Dataset extract:
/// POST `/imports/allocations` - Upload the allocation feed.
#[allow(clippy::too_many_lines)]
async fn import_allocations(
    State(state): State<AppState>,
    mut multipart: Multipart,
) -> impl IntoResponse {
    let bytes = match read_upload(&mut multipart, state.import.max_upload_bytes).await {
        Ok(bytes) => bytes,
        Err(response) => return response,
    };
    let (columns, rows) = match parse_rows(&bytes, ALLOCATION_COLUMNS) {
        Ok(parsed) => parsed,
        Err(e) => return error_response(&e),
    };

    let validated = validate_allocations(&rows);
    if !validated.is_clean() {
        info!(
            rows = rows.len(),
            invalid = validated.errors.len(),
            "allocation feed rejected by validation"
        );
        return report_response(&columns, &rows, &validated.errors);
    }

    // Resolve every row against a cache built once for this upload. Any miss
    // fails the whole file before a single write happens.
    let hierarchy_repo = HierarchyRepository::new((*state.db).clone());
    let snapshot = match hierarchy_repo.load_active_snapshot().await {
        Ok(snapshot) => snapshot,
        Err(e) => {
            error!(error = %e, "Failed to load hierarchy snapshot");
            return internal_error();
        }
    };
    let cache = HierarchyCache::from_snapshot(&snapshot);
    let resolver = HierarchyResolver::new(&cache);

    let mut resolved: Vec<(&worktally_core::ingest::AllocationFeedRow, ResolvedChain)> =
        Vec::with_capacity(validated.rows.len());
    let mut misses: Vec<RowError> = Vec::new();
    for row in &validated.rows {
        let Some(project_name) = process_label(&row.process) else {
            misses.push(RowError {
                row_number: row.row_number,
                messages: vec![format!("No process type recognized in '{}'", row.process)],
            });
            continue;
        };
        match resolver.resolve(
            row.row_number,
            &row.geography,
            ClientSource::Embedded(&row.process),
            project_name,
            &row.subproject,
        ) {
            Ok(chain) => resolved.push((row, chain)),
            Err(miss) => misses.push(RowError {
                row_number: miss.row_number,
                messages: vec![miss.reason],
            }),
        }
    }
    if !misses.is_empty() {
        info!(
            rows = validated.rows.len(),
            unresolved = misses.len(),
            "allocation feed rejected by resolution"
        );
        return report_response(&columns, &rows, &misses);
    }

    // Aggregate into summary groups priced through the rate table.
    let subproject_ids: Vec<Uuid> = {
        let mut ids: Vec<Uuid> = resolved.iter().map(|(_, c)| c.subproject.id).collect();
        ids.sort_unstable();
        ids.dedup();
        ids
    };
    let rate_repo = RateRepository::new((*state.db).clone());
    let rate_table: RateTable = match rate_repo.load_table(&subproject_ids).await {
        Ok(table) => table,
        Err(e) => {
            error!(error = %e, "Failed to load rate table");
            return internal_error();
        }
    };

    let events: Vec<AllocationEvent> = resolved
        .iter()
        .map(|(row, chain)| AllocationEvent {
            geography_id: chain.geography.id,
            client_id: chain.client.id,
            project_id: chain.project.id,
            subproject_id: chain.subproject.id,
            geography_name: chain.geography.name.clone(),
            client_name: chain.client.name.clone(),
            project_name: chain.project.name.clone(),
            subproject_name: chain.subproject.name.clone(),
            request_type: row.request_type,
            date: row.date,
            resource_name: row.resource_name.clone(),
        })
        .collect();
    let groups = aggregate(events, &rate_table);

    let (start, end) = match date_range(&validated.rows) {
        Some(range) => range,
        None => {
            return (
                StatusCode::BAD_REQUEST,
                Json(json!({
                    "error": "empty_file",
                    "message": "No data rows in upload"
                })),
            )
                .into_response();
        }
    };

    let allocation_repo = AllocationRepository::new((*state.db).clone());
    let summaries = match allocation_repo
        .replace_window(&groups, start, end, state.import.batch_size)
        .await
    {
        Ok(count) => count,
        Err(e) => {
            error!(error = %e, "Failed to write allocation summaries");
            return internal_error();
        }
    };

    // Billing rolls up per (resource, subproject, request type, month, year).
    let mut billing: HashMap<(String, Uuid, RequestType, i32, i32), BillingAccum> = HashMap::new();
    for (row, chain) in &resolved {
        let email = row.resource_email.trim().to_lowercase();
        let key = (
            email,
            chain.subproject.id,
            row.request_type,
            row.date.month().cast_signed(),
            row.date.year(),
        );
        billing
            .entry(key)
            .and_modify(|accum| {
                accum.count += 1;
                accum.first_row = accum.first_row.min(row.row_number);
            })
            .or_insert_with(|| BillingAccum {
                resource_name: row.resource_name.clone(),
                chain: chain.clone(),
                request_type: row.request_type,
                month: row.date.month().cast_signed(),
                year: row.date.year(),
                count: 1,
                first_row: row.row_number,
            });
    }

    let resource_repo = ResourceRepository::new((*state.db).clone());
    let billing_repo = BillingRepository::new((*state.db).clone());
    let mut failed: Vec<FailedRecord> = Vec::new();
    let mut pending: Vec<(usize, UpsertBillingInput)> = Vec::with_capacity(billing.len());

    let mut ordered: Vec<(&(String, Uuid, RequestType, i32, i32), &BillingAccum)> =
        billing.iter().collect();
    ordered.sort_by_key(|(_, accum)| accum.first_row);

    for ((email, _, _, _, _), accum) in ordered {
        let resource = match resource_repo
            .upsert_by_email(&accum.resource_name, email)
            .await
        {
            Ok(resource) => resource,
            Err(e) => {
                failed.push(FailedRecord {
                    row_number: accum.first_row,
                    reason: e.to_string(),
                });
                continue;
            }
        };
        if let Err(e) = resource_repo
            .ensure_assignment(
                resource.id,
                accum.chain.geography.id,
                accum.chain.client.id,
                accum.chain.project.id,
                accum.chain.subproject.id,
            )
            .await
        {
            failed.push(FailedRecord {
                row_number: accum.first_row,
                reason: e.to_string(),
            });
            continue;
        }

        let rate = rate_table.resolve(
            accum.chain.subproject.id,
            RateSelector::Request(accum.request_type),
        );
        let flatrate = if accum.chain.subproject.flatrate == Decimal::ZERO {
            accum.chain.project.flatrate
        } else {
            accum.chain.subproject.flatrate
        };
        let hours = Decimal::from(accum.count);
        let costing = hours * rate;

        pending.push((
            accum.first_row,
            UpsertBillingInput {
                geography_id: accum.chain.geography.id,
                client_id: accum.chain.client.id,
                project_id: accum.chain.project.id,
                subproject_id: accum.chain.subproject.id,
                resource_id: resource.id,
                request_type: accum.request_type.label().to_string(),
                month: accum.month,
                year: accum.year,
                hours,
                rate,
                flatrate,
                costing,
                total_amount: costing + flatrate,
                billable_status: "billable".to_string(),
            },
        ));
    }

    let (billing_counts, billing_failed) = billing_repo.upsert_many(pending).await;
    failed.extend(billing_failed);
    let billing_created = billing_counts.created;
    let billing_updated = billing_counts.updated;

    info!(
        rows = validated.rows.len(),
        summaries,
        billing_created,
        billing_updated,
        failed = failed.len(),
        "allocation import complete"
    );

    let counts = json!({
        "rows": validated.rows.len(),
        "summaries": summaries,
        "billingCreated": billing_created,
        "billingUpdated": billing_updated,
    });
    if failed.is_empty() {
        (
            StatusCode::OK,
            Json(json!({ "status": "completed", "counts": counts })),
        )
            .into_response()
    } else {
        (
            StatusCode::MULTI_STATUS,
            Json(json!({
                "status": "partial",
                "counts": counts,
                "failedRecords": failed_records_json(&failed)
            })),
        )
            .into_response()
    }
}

Brief: Reproduce the records above in their entirety, unchanged.

Response for this exercise:
/// POST `/imports/allocations` - Upload the allocation feed.
#[allow(clippy::too_many_lines)]
async fn import_allocations(
    State(state): State<AppState>,
    mut multipart: Multipart,
) -> impl IntoResponse {
    let bytes = match read_upload(&mut multipart, state.import.max_upload_bytes).await {
        Ok(bytes) => bytes,
        Err(response) => return response,
    };
    let (columns, rows) = match parse_rows(&bytes, ALLOCATION_COLUMNS) {
        Ok(parsed) => parsed,
        Err(e) => return error_response(&e),
    };

    let validated = validate_allocations(&rows);
    if !validated.is_clean() {
        info!(
            rows = rows.len(),
            invalid = validated.errors.len(),
            "allocation feed rejected by validation"
        );
        return report_response(&columns, &rows, &validated.errors);
    }

    // Resolve every row against a cache built once for this upload. Any miss
    // fails the whole file before a single write happens.
    let hierarchy_repo = HierarchyRepository::new((*state.db).clone());
    let snapshot = match hierarchy_repo.load_active_snapshot().await {
        Ok(snapshot) => snapshot,
        Err(e) => {
            error!(error = %e, "Failed to load hierarchy snapshot");
            return internal_error();
        }
    };
    let cache = HierarchyCache::from_snapshot(&snapshot);
    let resolver = HierarchyResolver::new(&cache);

    let mut resolved: Vec<(&worktally_core::ingest::AllocationFeedRow, ResolvedChain)> =
        Vec::with_capacity(validated.rows.len());
    let mut misses: Vec<RowError> = Vec::new();
    for row in &validated.rows {
        let Some(project_name) = process_label(&row.process) else {
            misses.push(RowError {
                row_number: row.row_number,
                messages: vec![format!("No process type recognized in '{}'", row.process)],
            });
            continue;
        };
        match resolver.resolve(
            row.row_number,
            &row.geography,
            ClientSource::Embedded(&row.process),
            project_name,
            &row.subproject,
        ) {
            Ok(chain) => resolved.push((row, chain)),
            Err(miss) => misses.push(RowError {
                row_number: miss.row_number,
                messages: vec![miss.reason],
            }),
        }
    }
    if !misses.is_empty() {
        info!(
            rows = validated.rows.len(),
            unresolved = misses.len(),
            "allocation feed rejected by resolution"
        );
        return report_response(&columns, &rows, &misses);
    }

    // Aggregate into summary groups priced through the rate table.
    let subproject_ids: Vec<Uuid> = {
        let mut ids: Vec<Uuid> = resolved.iter().map(|(_, c)| c.subproject.id).collect();
        ids.sort_unstable();
        ids.dedup();
        ids
    };
    let rate_repo = RateRepository::new((*state.db).clone());
    let rate_table: RateTable = match rate_repo.load_table(&subproject_ids).await {
        Ok(table) => table,
        Err(e) => {
            error!(error = %e, "Failed to load rate table");
            return internal_error();
        }
    };

    let events: Vec<AllocationEvent> = resolved
        .iter()
        .map(|(row, chain)| AllocationEvent {
            geography_id: chain.geography.id,
            client_id: chain.client.id,
            project_id: chain.project.id,
            subproject_id: chain.subproject.id,
            geography_name: chain.geography.name.clone(),
            client_name: chain.client.name.clone(),
            project_name: chain.project.name.clone(),
            subproject_name: chain.subproject.name.clone(),
            request_type: row.request_type,
            date: row.date,
            resource_name: row.resource_name.clone(),
        })
        .collect();
    let groups = aggregate(events, &rate_table);

    let (start, end) = match date_range(&validated.rows) {
        Some(range) => range,
        None => {
            return (
                StatusCode::BAD_REQUEST,
                Json(json!({
                    "error": "empty_file",
                    "message": "No data rows in upload"
                })),
            )
                .into_response();
        }
    };

    let allocation_repo = AllocationRepository::new((*state.db).clone());
    let summaries = match allocation_repo
        .replace_window(&groups, start, end, state.import.batch_size)
        .await
    {
        Ok(count) => count,
        Err(e) => {
            error!(error = %e, "Failed to write allocation summaries");
            return internal_error();
        }
    };

    // Billing rolls up per (resource, subproject, request type, month, year).
    let mut billing: HashMap<(String, Uuid, RequestType, i32, i32), BillingAccum> = HashMap::new();
    for (row, chain) in &resolved {
        let email = row.resource_email.trim().to_lowercase();
        let key = (
            email,
            chain.subproject.id,
            row.request_type,
            row.date.month().cast_signed(),
            row.date.year(),
        );
        billing
            .entry(key)
            .and_modify(|accum| {
                accum.count += 1;
                accum.first_row = accum.first_row.min(row.row_number);
            })
            .or_insert_with(|| BillingAccum {
                resource_name: row.resource_name.clone(),
                chain: chain.clone(),
                request_type: row.request_type,
                month: row.date.month().cast_signed(),
                year: row.date.year(),
                count: 1,
                first_row: row.row_number,
            });
    }

    let resource_repo = ResourceRepository::new((*state.db).clone());
    let billing_repo = BillingRepository::new((*state.db).clone());
    let mut failed: Vec<FailedRecord> = Vec::new();
    let mut pending: Vec<(usize, UpsertBillingInput)> = Vec::with_capacity(billing.len());

    let mut ordered: Vec<(&(String, Uuid, RequestType, i32, i32), &BillingAccum)> =
        billing.iter().collect();
    ordered.sort_by_key(|(_, accum)| accum.first_row);

    for ((email, _, _, _, _), accum) in ordered {
        let resource = match resource_repo
            .upsert_by_email(&accum.resource_name, email)
            .await
        {
            Ok(resource) => resource,
            Err(e) => {
                failed.push(FailedRecord {
                    row_number: accum.first_row,
                    reason: e.to_string(),
                });
                continue;
            }
        };
        if let Err(e) = resource_repo
            .ensure_assignment(
                resource.id,
                accum.chain.geography.id,
                accum.chain.client.id,
                accum.chain.project.id,
                accum.chain.subproject.id,
            )
            .await
        {
            failed.push(FailedRecord {
                row_number: accum.first_row,
                reason: e.to_string(),
            });
            continue;
        }

        let rate = rate_table.resolve(
            accum.chain.subproject.id,
            RateSelector::Request(accum.request_type),
        );
        let flatrate = if accum.chain.subproject.flatrate == Decimal::ZERO {
            accum.chain.project.flatrate
        } else {
            accum.chain.subproject.flatrate
        };
        let hours = Decimal::from(accum.count);
        let costing = hours * rate;

        pending.push((
            accum.first_row,
            UpsertBillingInput {
                geography_id: accum.chain.geography.id,
                client_id: accum.chain.client.id,
                project_id: accum.chain.project.id,
                subproject_id: accum.chain.subproject.id,
                resource_id: resource.id,
                request_type: accum.request_type.label().to_string(),
                month: accum.month,
                year: accum.year,
                hours,
                rate,
                flatrate,
                costing,
                total_amount: costing + flatrate,
                billable_status: "billable".to_string(),
            },
        ));
    }

    let (billing_counts, billing_failed) = billing_repo.upsert_many(pending).await;
    failed.extend(billing_failed);
    let billing_created = billing_counts.created;
    let billing_updated = billing_counts.updated;

    info!(
        rows = validated.rows.len(),
        summaries,
        billing_created,
        billing_updated,
        failed = failed.len(),
        "allocation import complete"
    );

    let counts = json!({
        "rows": validated.rows.len(),
        "summaries": summaries,
        "billingCreated": billing_created,
        "billingUpdated": billing_updated,
    });
    if failed.is_empty() {
        (
            StatusCode::OK,
            Json(json!({ "status": "completed", "counts": counts })),
        )
            .into_response()
    } else {
        (
            StatusCode::MULTI_STATUS,
            Json(json!({
                "status": "partial",
                "counts": counts,
                "failedRecords": failed_records_json(&failed)
            })),
        )
            .into_response()
    }
}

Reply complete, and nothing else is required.